**EXERCISE DATA**
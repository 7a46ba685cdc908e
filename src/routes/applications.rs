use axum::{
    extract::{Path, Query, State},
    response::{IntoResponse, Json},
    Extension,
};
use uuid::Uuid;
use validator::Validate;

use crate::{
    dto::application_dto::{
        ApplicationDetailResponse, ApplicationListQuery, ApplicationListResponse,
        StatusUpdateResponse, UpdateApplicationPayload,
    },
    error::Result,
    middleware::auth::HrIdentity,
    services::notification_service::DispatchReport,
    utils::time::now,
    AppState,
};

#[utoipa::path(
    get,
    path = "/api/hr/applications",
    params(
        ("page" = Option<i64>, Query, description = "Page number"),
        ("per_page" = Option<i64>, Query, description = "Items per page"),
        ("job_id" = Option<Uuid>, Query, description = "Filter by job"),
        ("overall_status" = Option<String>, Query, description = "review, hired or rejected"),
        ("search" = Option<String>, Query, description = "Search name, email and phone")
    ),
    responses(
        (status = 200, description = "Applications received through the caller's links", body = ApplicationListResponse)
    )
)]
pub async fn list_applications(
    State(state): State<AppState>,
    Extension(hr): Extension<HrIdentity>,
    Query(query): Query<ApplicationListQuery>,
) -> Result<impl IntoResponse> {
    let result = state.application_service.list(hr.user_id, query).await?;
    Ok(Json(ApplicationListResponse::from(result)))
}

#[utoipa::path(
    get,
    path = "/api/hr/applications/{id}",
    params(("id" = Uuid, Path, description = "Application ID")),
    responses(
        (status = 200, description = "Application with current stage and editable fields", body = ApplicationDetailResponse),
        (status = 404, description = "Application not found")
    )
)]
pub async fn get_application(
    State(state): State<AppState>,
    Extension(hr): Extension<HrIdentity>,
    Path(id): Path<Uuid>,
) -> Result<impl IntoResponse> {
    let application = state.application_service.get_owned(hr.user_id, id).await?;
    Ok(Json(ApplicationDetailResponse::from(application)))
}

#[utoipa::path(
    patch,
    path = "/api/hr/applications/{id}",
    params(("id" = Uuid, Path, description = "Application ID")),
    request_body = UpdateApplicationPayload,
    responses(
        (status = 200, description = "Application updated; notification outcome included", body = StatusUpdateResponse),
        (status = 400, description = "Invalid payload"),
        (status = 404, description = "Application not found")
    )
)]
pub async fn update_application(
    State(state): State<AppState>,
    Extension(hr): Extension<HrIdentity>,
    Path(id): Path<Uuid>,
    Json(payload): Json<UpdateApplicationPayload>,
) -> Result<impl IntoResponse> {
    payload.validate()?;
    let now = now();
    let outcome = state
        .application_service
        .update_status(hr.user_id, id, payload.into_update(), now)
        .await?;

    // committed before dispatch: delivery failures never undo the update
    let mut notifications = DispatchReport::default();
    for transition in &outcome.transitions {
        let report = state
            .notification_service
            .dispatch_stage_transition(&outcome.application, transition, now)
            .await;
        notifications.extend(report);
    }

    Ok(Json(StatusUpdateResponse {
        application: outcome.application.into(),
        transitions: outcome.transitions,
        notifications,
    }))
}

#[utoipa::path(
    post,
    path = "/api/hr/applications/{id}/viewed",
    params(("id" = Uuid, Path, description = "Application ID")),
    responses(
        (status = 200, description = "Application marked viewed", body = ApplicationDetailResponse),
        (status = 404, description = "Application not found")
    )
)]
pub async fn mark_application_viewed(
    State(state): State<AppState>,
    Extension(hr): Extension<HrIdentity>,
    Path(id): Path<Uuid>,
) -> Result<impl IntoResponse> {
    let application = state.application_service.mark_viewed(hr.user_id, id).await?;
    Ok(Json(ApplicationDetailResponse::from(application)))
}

...

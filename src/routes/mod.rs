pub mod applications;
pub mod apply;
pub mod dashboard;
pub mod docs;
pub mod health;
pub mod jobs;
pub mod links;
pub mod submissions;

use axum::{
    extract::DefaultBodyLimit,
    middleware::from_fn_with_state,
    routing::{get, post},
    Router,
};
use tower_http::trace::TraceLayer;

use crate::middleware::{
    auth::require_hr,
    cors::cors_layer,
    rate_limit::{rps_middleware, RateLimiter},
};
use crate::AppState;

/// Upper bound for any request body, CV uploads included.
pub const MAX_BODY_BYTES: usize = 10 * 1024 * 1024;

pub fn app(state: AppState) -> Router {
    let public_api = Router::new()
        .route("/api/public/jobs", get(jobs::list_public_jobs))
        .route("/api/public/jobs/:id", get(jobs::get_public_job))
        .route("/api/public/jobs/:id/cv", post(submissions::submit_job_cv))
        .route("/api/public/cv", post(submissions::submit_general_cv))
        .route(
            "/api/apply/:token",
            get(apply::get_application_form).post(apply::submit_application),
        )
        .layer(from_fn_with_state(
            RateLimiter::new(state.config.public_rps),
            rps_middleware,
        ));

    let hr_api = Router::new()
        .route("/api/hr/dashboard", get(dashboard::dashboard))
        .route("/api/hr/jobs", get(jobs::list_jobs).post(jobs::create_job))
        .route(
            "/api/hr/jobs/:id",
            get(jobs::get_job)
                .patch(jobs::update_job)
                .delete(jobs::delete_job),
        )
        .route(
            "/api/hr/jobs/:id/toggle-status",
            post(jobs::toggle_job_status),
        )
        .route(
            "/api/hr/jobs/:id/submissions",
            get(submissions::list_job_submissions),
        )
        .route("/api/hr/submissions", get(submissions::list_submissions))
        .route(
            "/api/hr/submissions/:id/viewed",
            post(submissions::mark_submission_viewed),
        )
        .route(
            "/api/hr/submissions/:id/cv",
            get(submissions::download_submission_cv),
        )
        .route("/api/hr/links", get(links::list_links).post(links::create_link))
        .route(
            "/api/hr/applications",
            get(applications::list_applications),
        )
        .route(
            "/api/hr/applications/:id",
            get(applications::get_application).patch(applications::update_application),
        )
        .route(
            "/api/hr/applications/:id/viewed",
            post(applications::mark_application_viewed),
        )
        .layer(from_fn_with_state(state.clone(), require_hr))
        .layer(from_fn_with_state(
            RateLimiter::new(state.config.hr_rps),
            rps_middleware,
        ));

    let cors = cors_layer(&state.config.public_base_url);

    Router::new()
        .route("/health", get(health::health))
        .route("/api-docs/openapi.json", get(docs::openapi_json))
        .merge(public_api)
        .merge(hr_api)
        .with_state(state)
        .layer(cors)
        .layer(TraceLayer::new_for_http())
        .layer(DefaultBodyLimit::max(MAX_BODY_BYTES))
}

**EXERCISE DESCRIPTION**
Look through the listing above. Pick out each line with "jobs" and copy it.

**RESULT**
pub mod jobs;
        .route("/api/public/jobs", get(jobs::list_public_jobs))
        .route("/api/public/jobs/:id", get(jobs::get_public_job))
        .route("/api/public/jobs/:id/cv", post(submissions::submit_job_cv))
        .route("/api/hr/jobs", get(jobs::list_jobs).post(jobs::create_job))
            "/api/hr/jobs/:id",
            get(jobs::get_job)
                .patch(jobs::update_job)
                .delete(jobs::delete_job),
            "/api/hr/jobs/:id/toggle-status",
            post(jobs::toggle_job_status),
            "/api/hr/jobs/:id/submissions",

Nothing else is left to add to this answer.